Bank of Canada governor Tiff Macklem. Picture: BLAIR GABLE/REUTERS
Bank of Canada governor Tiff Macklem. Picture: BLAIR GABLE/REUTERS

The Bank of Canada took the biggest step yet by a major economy to reduce emergency levels of monetary stimulus as it hailed a stronger-than-expected recovery from the pandemic.

Policymakers led by governor Tiff Macklem said on Wednesday they would scale back their purchases of government debt by a quarter to C$3bn ($2.4bn) and accelerate the timetable for a possible interest-rate increase.

The upbeat turn towards plotting a return to more normal policy has been resisted by counterparts elsewhere, including the US Federal Reserve. Investors reacted by driving the Canadian dollar to its biggest gain since June.

“This is a fairly hawkish message cast by the Bank of Canada,” Simon Harvey, a senior foreign exchange analyst at Monex Canada, said by e-mail. “They seem quite confident that once the current wave of infections subsides the economic recovery will be robust.”

The central bank reiterated its guidance that it won’t raise its benchmark interest rate, now at 0.25%, until the recovery is complete and inflation is sustainably at 2%. But it changed its projections on when that would happen.

New timeline

In new quarterly economic projections, it revised higher its growth estimate for 2021 by more than two percentage points, to 6.5%, and brought forward its forecasts for when slack would be absorbed.

“Based on the Bank’s latest projection, this is now expected to happen some time in the second half of 2022,” the bank said in its latest monetary policy report.

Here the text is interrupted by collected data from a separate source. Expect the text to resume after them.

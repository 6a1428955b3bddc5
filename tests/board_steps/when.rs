//! When steps for sprint board BDD scenarios.

use super::world::{BoardWorld, run_async};
use rstest_bdd_macros::when;
use sprintboard::board::domain::Column;

fn parse_column(value: &str) -> Result<Column, eyre::Report> {
    Column::try_from(value).map_err(|err| eyre::eyre!("invalid column in scenario: {err}"))
}

#[when(r#"task {drag:usize} of "{source}" is dragged to position {hover:usize} of "{target}""#)]
fn drag_task(
    world: &mut BoardWorld,
    drag: usize,
    source: String,
    hover: usize,
    target: String,
) -> Result<(), eyre::Report> {
    let from = parse_column(&source)?;
    let to = parse_column(&target)?;
    let board = world.board_mut()?;
    let result = run_async(board.move_task(drag, hover, from, to));
    world.last_move_result = Some(result);
    Ok(())
}

#[when(r#"a task titled "{title}" is added"#)]
fn add_task(world: &mut BoardWorld, title: String) -> Result<(), eyre::Report> {
    let board = world.board_mut()?;
    let result = run_async(board.add_task(&title, None));
    if let Ok(ref created) = result {
        world.task_ids.insert(title, created.id());
    }
    world.last_add_result = Some(result);
    Ok(())
}
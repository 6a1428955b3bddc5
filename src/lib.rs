//! Sprintboard: multi-tenant project, sprint, and task tracking.
//!
//! Users own projects, plan time-boxed sprints inside them, and move tasks
//! across a three-column kanban board. Every read and write is scoped to the
//! identity carried by an explicit request context.
//!
//! # Architecture
//!
//! Sprintboard follows hexagonal architecture principles:
//!
//! - **Domain**: Pure business logic with no infrastructure dependencies
//! - **Ports**: Abstract trait interfaces for external interactions
//! - **Adapters**: Concrete implementations of ports (database, in-memory)
//!
//! # Modules
//!
//! - [`tracker`]: Ownership-scoped CRUD with cascading deletes
//! - [`board`]: Column state, moves, and rollback for one sprint
//! - [`config`]: File and environment configuration
//! - [`telemetry`]: Structured logging setup

pub mod board;
pub mod config;
pub mod telemetry;
pub mod tracker;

At a subsequent press conference, Macklem emphasised that the central bank’s commitment is not to raise interest rates before the economy fully recovers, and that any future hike would reflect economic conditions at the time.

The Federal Reserve, by contrast, says it won’t begin scaling back the pace of its $120bn-a-month bond purchases until it sees “substantial further progress” on employment and inflation. Economists surveyed by Bloomberg ahead of the Fed’s March meeting didn’t expect that to happen until 2022.

Macklem’s growth revisions bring policymakers more into line with economist projections. Markets had already been pricing in a rate increase in 2022 before Wednesday’s changes. Investors have also been anticipating that Canada’s central bank would be more aggressive than the Federal Reserve in its normalisation path.

Swaps trading suggests about a 50% chance of a hike in Canada this time next year. Almost three hikes are fully priced in over the next two years, and five hikes over the next three years.

Fed chair Jerome Powell, for his part, has been careful to avoid putting a date on beginning to taper asset purchases in the US, though vice-chair Richard Clarida has said he doesn’t expect those thresholds to be met in 2021.

Powell has promised to give investors plenty of warning that officials are beginning to debate the timing of a move. He’s been up front in wanting to avoid surprising markets and rerunning the 2013 “taper tantrum”, when unexpected news that the Fed was thinking of paring its purchases sent financial markets into a spasm with harmful economic consequences.

Loonie soars

The Canadian dollar rose 0.9% to C$1.2495/$ in New York on Wednesday, after gaining as much as 1.2%. The market consensus was for the Bank of Canada to pare back its government bond purchases in line with the bank’s new guidance, without altering expectations for no rate hike before 2023.

Even before Wednesday’s statement, investors were anticipating the Bank of Canada to be among the most aggressive advanced economies in unwinding stimulus. One reason may be that Canada’s jobs market has recouped 90% of losses during the pandemic, vs just over 60% in the US.

Still, policymakers remain cautious despite the more positive tone, saying there’s more uncertainty than usual that might affect its estimates for slack. Officials also highlighted concern about the uneven recovery and the potential for scarring in the labour market.

On technical grounds alone, the central bank’s purchases of Canadian government bonds need to be pared back as the government’s financing requirements drop. It now owns more than 40% of outstanding bonds and is on pace to go above 50% in a few months as Prime Minister Justin Trudeau’s government reduces its issuance by about C$90bn in 2021.

It’s actually the second time the Bank of Canada has tapered during the pandemic. Macklem reduced the bank’s minimum weekly purchases in October, which had been C$5bn initially. But at the time, officials characterised the taper as neutral in terms of stimulus, because they shifted purchases towards long-term bonds concurrently.

This time, the central bank acknowledged that its reduction of asset purchases will impact the “incremental” amount of stimulus being added to the economy from quantitative easing.